Re: Scripted Disassembly/Analysis Tools

Post by segaloco »

This one is a prototype, the final version of this tool will support multiple bases/data representations (anything POSIX od(1) can spit out), optionally searching for overlapping instances of the same pattern, and case-insensitivity, but it's a start. I'm calling this preliminary version "hexgrep":

Code: Select all

#!/bin/sh
#
# hexgrep - grep(1) for hexadecimal strings in binary files
#
# Copyright 2025 Matthew Gilmore
#
# Redistribution and use in source and binary forms, with or without
# modification, are permitted provided that the following conditions are met:
#
# 1. Redistributions of source code must retain the above copyright notice,
# this list of conditions and the following disclaimer.
# 
# 2. Redistributions in binary form must reproduce the above copyright notice,
# this list of conditions and the following disclaimer in the documentation
# and/or other materials provided with the distribution.
#
# 3. Neither the name of the copyright holder nor the names of its contributors
# may be used to endorse or promote products derived from this software without
# specific prior written permission.
#
# THIS SOFTWARE IS PROVIDED BY THE COPYRIGHT HOLDERS AND CONTRIBUTORS AS IS AND
# ANY EXPRESS OR IMPLIED WARRANTIES, INCLUDING, BUT NOT LIMITED TO, THE IMPLIED
# WARRANTIES OF MERCHANTABILITY AND FITNESS FOR A PARTICULAR PURPOSE ARE
# DISCLAIMED. IN NO EVENT SHALL THE COPYRIGHT HOLDER OR CONTRIBUTORS BE LIABLE
# FOR ANY DIRECT, INDIRECT, INCIDENTAL, SPECIAL, EXEMPLARY, OR CONSEQUENTIAL
# DAMAGES (INCLUDING, BUT NOT LIMITED TO, PROCUREMENT OF SUBSTITUTE GOODS OR
# SERVICES; LOSS OF USE, DATA, OR PROFITS; OR BUSINESS INTERRUPTION) HOWEVER
# CAUSED AND ON ANY THEORY OF LIABILITY, WHETHER IN CONTRACT, STRICT LIABILITY,
# OR TORT (INCLUDING NEGLIGENCE OR OTHERWISE) ARISING IN ANY WAY OUT OF THE USE
# OF THIS SOFTWARE, EVEN IF ADVISED OF THE POSSIBILITY OF SUCH DAMAGE.

BIN=`basename $0`
DATA=`od -An -txC | tr '\n\t' ' ' | sed -e 's/[ ]\{2,\}/ /g' -e 's/^ //g' -e 's/ $/\n/g'`
PATTERN="$1"

if test -z "$DATA"
then
    printf "%s: unexpected EOF\n" "$BIN" >&2
    exit 1
fi

if test -z "$PATTERN"
then
    printf "%s: empty pattern\n" "$BIN" >&2
    exit 1
fi

DATA_WRK="$DATA"
while true
do
    TAIL=${DATA_WRK#*$PATTERN}
    POS=`expr \( ${#DATA} - \( ${#PATTERN} + ${#TAIL} \) \) / 3`

    if test $POS -ge 0 && test ${#DATA_WRK} -gt 0
    then
        printf "0x%X\n" $POS
    else
        break
    fi

    DATA_WRK="$TAIL"
done
The above script accepts a data stream on stdin. This data stream is searched for a series of hexadecimal byte values provided as an argument. The stream is then searched, and the hexadecimal offset of each (non-overlapping) instance of the string of bytes is printed in hexadecimal on the standard output.

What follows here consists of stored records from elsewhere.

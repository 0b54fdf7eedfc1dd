//! Randomised domain fixtures for a suite run.
//!
//! Every generator takes the RNG explicitly so a run can be replayed from a
//! seed. Profiles are created once per run and never mutated afterwards.

use chrono::{DateTime, Datelike, Duration, NaiveDate, SecondsFormat, TimeZone, Utc, Weekday};
use fake::faker::name::en::{FirstName, LastName};
use fake::Fake;
use rand::seq::SliceRandom;
use rand::Rng;
use serde::{Deserialize, Serialize};
use std::collections::BTreeMap;
use std::fmt;

const FIRST_NAME_STARTS: [&str; 10] = ["Ra", "Sa", "An", "Ki", "Ni", "De", "Pr", "Vi", "Me", "Sh"];
const FIRST_NAME_ENDS: [&str; 10] = [
    "hul", "shi", "ta", "ran", "jay", "sha", "na", "ket", "deep", "a",
];
const LAST_NAME_STARTS: [&str; 10] = [
    "Sha", "Pa", "Me", "Sin", "Ver", "Red", "Gu", "Ag", "Ba", "Cho",
];
const LAST_NAME_ENDS: [&str; 10] = [
    "rma", "tel", "hta", "gh", "ma", "dy", "pta", "wal", "dra", "udh",
];

#[derive(Debug, Clone, Copy, Serialize, Deserialize, PartialEq, Eq)]
#[serde(rename_all = "UPPERCASE")]
pub enum Gender {
    Male,
    Female,
}

impl Gender {
    pub fn as_str(&self) -> &'static str {
        match self {
            Gender::Male => "MALE",
            Gender::Female => "FEMALE",
        }
    }

    /// Label shown in the web app's gender dropdown.
    pub fn label(&self) -> &'static str {
        match self {
            Gender::Male => "Male",
            Gender::Female => "Female",
        }
    }
}

impl fmt::Display for Gender {
    fn fmt(&self, f: &mut fmt::Formatter<'_>) -> fmt::Result {
        f.write_str(self.as_str())
    }
}

#[derive(Debug, Clone, Serialize, Deserialize, PartialEq, Eq)]
#[serde(rename_all = "camelCase")]
pub struct ProviderProfile {
    pub first_name: String,
    pub last_name: String,
    pub email: String,
    pub gender: Gender,
}

impl ProviderProfile {
    pub fn full_name(&self) -> String {
        format!("{} {}", self.first_name, self.last_name)
    }

    pub fn snapshot(&self) -> BTreeMap<String, String> {
        BTreeMap::from([
            ("firstName".to_string(), self.first_name.clone()),
            ("lastName".to_string(), self.last_name.clone()),
            ("email".to_string(), self.email.clone()),
            ("gender".to_string(), self.gender.to_string()),
        ])
    }
}

#[derive(Debug, Clone, Serialize, Deserialize, PartialEq, Eq)]
#[serde(rename_all = "camelCase")]
pub struct PatientProfile {
    pub first_name: String,
    pub last_name: String,
    pub gender: Gender,
    pub email: String,
    pub birth_date: NaiveDate,
}

impl PatientProfile {
    pub fn full_name(&self) -> String {
        format!("{} {}", self.first_name, self.last_name)
    }

    pub fn snapshot(&self) -> BTreeMap<String, String> {
        BTreeMap::from([
            ("firstName".to_string(), self.first_name.clone()),
            ("lastName".to_string(), self.last_name.clone()),
            ("gender".to_string(), self.gender.to_string()),
            ("email".to_string(), self.email.clone()),
            ("birthDate".to_string(), self.birth_date.to_string()),
        ])
    }
}

pub fn random_gender<R: Rng + ?Sized>(rng: &mut R) -> Gender {
    if rng.gen_bool(0.5) {
        Gender::Male
    } else {
        Gender::Female
    }
}

/// Eight lowercase letters plus a number below 10000, at `domain`.
pub fn random_email<R: Rng + ?Sized>(rng: &mut R, domain: &str) -> String {
    let local: String = (0..8)
        .map(|_| rng.gen_range(b'a'..=b'z') as char)
        .collect();
    format!("{}{}@{}", local, rng.gen_range(0..10000), domain)
}

fn syllable_name<R: Rng + ?Sized>(rng: &mut R, starts: &[&str], ends: &[&str]) -> String {
    let start = starts.choose(rng).copied().unwrap_or_default();
    let end = ends.choose(rng).copied().unwrap_or_default();
    format!("{start}{end}")
}

/// Provider names come from the faker; the email carries `created_at` in
/// milliseconds so repeated runs never collide on the unique-email constraint.
pub fn generate_provider<R: Rng + ?Sized>(rng: &mut R, created_at: DateTime<Utc>) -> ProviderProfile {
    let first_name: String = FirstName().fake_with_rng(rng);
    let last_name: String = LastName().fake_with_rng(rng);
    let email = format!(
        "{}.{}.{}@test.com",
        first_name.to_lowercase(),
        last_name.to_lowercase(),
        created_at.timestamp_millis()
    )
    .replace(['\'', ' '], "");

    ProviderProfile {
        first_name,
        last_name,
        email,
        gender: random_gender(rng),
    }
}

pub fn generate_patient<R: Rng + ?Sized>(rng: &mut R, email_domain: &str) -> PatientProfile {
    let first_name = syllable_name(rng, &FIRST_NAME_STARTS, &FIRST_NAME_ENDS);
    let last_name = syllable_name(rng, &LAST_NAME_STARTS, &LAST_NAME_ENDS);
    let gender = random_gender(rng);
    let email = random_email(rng, email_domain);

    let earliest = NaiveDate::from_ymd_opt(1950, 1, 1).unwrap_or_default();
    let birth_date = earliest + Duration::days(rng.gen_range(0..(55 * 365)));

    PatientProfile {
        first_name,
        last_name,
        gender,
        email,
        birth_date,
    }
}

/// First date strictly after `from` that falls on `weekday`.
pub fn next_weekday(from: NaiveDate, weekday: Weekday) -> NaiveDate {
    let current = from.weekday().num_days_from_monday() as i64;
    let target = weekday.num_days_from_monday() as i64;
    let mut delta = (target - current).rem_euclid(7);
    if delta == 0 {
        delta = 7;
    }
    from + Duration::days(delta)
}

/// RFC 3339 start/end (millisecond precision, `Z` suffix) of a booking on
/// `date` at `hour_utc`:00 lasting `minutes`.
pub fn appointment_window(date: NaiveDate, hour_utc: u32, minutes: i64) -> (String, String) {
    let naive = date
        .and_hms_opt(hour_utc.min(23), 0, 0)
        .unwrap_or_else(|| date.and_time(chrono::NaiveTime::MIN));
    let start = Utc.from_utc_datetime(&naive);
    let end = start + Duration::minutes(minutes);
    (
        start.to_rfc3339_opts(SecondsFormat::Millis, true),
        end.to_rfc3339_opts(SecondsFormat::Millis, true),
    )
}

If no pattern and/or payload are supplied, no processing is done. Otherwise the string length and substring search features of sh(1) are used to determine the position of an instance. If the position is valid and was pulled from a meaningful string (i.e. the cursor has not reached the end) that value is printed. Otherwise, it assumes the data has been consumed and/or no match could be found and exits.

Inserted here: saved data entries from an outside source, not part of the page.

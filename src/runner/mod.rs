pub mod context;
pub mod events;
pub mod executor;
pub mod slot_search;
pub mod state;
pub mod step;

use std::time::Instant;

use crate::driver::traits::PlatformDriver;
use context::SessionContext;
use events::{EventEmitter, RunEvent};
use executor::StepExecutor;
use state::{SkippedStep, StepState};
use step::StepSpec;

pub use state::{Outcome, StepResult, StepStatus, Validation};

/// Final state of every step after a run.
#[derive(Debug, Clone, PartialEq)]
pub struct WorkflowOutcome {
    pub states: Vec<(String, StepState)>,
    /// 1-based index of the blocking step that ended the run early
    pub halted_at: Option<u32>,
    pub duration_ms: u64,
}

impl WorkflowOutcome {
    fn count(&self, pred: impl Fn(&StepState) -> bool) -> usize {
        self.states.iter().filter(|(_, s)| pred(s)).count()
    }

    pub fn passed(&self) -> usize {
        self.count(|s| matches!(s, StepState::Passed))
    }

    pub fn failed(&self) -> usize {
        self.count(|s| matches!(s, StepState::Failed { .. }))
    }

    pub fn skipped(&self) -> usize {
        self.count(|s| matches!(s, StepState::Skipped { .. }))
    }

    pub fn is_success(&self) -> bool {
        self.failed() == 0 && self.skipped() == 0
    }
}

/// Runs steps strictly in order against one driver and one session context.
pub struct WorkflowRunner {
    suite: String,
    driver: Box<dyn PlatformDriver>,
    emitter: EventEmitter,
}

impl WorkflowRunner {
    pub fn new(suite: &str, driver: Box<dyn PlatformDriver>, emitter: EventEmitter) -> Self {
        Self {
            suite: suite.to_string(),
            driver,
            emitter,
        }
    }

    pub async fn run(&self, steps: &[StepSpec], ctx: &mut SessionContext) -> WorkflowOutcome {
        let started = Instant::now();
        let mut states: Vec<(String, StepState)> = steps
            .iter()
            .map(|s| (s.name.clone(), StepState::Pending))
            .collect();
        let mut halted_at = None;

        self.emitter.emit(RunEvent::RunStarted {
            suite: self.suite.clone(),
            session_id: ctx.session_id.clone(),
            step_count: steps.len(),
        });

        let executor = StepExecutor::new(self.driver.as_ref());

        for (i, step) in steps.iter().enumerate() {
            let index = i as u32 + 1;

            if let Some(blocker) = halted_at {
                let reason = format!("blocking step {} failed", blocker);
                self.emitter.emit(RunEvent::StepSkipped {
                    suite: self.suite.clone(),
                    index,
                    name: step.name.clone(),
                    reason: reason.clone(),
                });
                ctx.record_skip(SkippedStep {
                    step_index: index,
                    name: step.name.clone(),
                    reason: reason.clone(),
                });
                states[i].1 = StepState::Skipped { reason };
                continue;
            }

            states[i].1 = StepState::Running;
            self.emitter.emit(RunEvent::StepStarted {
                suite: self.suite.clone(),
                index,
                name: step.name.clone(),
                target: step.target.clone(),
            });

            let result = executor.execute(index, step, ctx).await;

            if result.passed() {
                self.emitter.emit(RunEvent::StepPassed {
                    suite: self.suite.clone(),
                    index,
                    duration_ms: result.duration_ms,
                });
                states[i].1 = StepState::Passed;
            } else {
                let error = result
                    .error
                    .clone()
                    .or_else(|| result.first_failure())
                    .unwrap_or_else(|| "step failed".to_string());
                self.emitter.emit(RunEvent::StepFailed {
                    suite: self.suite.clone(),
                    index,
                    error: error.clone(),
                    duration_ms: result.duration_ms,
                });
                states[i].1 = StepState::Failed { error };
                if step.is_blocking() {
                    halted_at = Some(index);
                }
            }

            ctx.record(result);
        }

        let outcome = WorkflowOutcome {
            states,
            halted_at,
            duration_ms: started.elapsed().as_millis() as u64,
        };

        self.emitter.emit(RunEvent::RunFinished {
            suite: self.suite.clone(),
            passed: outcome.passed(),
            failed: outcome.failed(),
            skipped: outcome.skipped(),
            duration_ms: outcome.duration_ms,
        });

        outcome
    }
}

As mentioned, this is a quick and dirty, I'm going to put together an enhanced version that supports more options, but this meets my immediate case, which is finding the offset of specific subroutines in disparate iNES ROMs. This should speed up things like identifying code reuse across different titles, at least for subroutines with very recognizable, consistent series of bytes in them. This replaces one more concern of a monolithic hex editor. Good for me too because I haven't touched a graphical hex editor in years and frankly don't intend to ever again.

Edit: Legal cma, the name hexgrep is a tentative name subject to change and does not imply affiliation with other projects or products called hexgrep. Any trademarks are retained by their respective owners, this tool will certainly be named something different in its fully realized state. I'll do better research on names, because this one is taken in a few places.